Go line by line through the records below. Copy whichever lines contain the string "that".

> **ENTRIES PROVIDED**

************

//! Audio output
//!
//! The engine hands each rendered voice to an [`AudioOutput`]. The default
//! [`ClockedOutput`] plays voices against the runtime clock: a voice finishes
//! once its rendered duration has elapsed, unless it is stopped first.

use super::graph::RenderedVoice;
use crate::error::{Error, Result};
use serde::Serialize;
use std::sync::atomic::{AtomicU32, AtomicU64, AtomicUsize, Ordering};
use std::sync::Arc;
use tokio::sync::oneshot;
use tokio_util::sync::CancellationToken;
use tracing::debug;

/// A voice that the output is playing
pub struct VoiceHandle {
    finished: oneshot::Receiver<()>,
    stop: CancellationToken,
}

impl VoiceHandle {
    pub fn new(finished: oneshot::Receiver<()>, stop: CancellationToken) -> Self {
        Self { finished, stop }
    }

    /// Resolves when the voice has played out (or the output dropped it)
    pub async fn wait(&mut self) {
        let _ = (&mut self.finished).await;
    }

    /// Silence the voice now
    pub fn stop(&self) {
        self.stop.cancel();
    }

    /// Token that silences the voice when cancelled
    pub fn stop_token(&self) -> CancellationToken {
        self.stop.clone()
    }
}

/// Master-bus meter
#[derive(Debug, Clone, Copy, PartialEq, Serialize)]
pub struct MeterSnapshot {
    pub voices_started: u64,
    pub active_voices: usize,
    /// Highest absolute sample level seen on the master bus
    pub peak: f32,
}

/// Sink for rendered voices
pub trait AudioOutput: Send + Sync {
    /// Start playing a voice; errors surface as `Error::PlaybackStart`
    fn start(&self, voice: RenderedVoice) -> Result<VoiceHandle>;

    fn meter(&self) -> MeterSnapshot;
}

#[derive(Default)]
struct Meter {
    voices_started: AtomicU64,
    active_voices: AtomicUsize,
    peak_bits: AtomicU32,
}

impl Meter {
    fn record_peak(&self, peak: f32) {
        // Non-negative floats order the same as their bit patterns
        self.peak_bits.fetch_max(peak.max(0.0).to_bits(), Ordering::Relaxed);
    }
}

/// Output that plays voices against the tokio clock
#[derive(Clone, Default)]
pub struct ClockedOutput {
    meter: Arc<Meter>,
}

impl ClockedOutput {
    pub fn new() -> Self {
        Self::default()
    }
}

impl AudioOutput for ClockedOutput {
    fn start(&self, voice: RenderedVoice) -> Result<VoiceHandle> {
        if voice.sample_rate == 0 {
            return Err(Error::PlaybackStart(format!(
                "channel {}: invalid sample rate",
                voice.channel
            )));
        }

        let (done_tx, done_rx) = oneshot::channel();
        let stop = CancellationToken::new();
        let meter = Arc::clone(&self.meter);

        meter.voices_started.fetch_add(1, Ordering::Relaxed);
        meter.active_voices.fetch_add(1, Ordering::Relaxed);
        meter.record_peak(voice.peak);

        let token = stop.clone();
        let duration = voice.duration;
        let channel = voice.channel;
        tokio::spawn(async move {
            tokio::select! {
                _ = tokio::time::sleep(duration) => {}
                _ = token.cancelled() => {
                    debug!("Voice on channel {} stopped early", channel);
                }
            }
            meter.active_voices.fetch_sub(1, Ordering::Relaxed);
            let _ = done_tx.send(());
        });

        Ok(VoiceHandle::new(done_rx, stop))
    }

    fn meter(&self) -> MeterSnapshot {
        MeterSnapshot {
            voices_started: self.meter.voices_started.load(Ordering::Relaxed),
            active_voices: self.meter.active_voices.load(Ordering::Relaxed),
            peak: f32::from_bits(self.meter.peak_bits.load(Ordering::Relaxed)),
        }
    }
}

************

> **RESPONSE**
/// A voice that the output is playing
    /// Token that silences the voice when cancelled
/// Output that plays voices against the tokio clock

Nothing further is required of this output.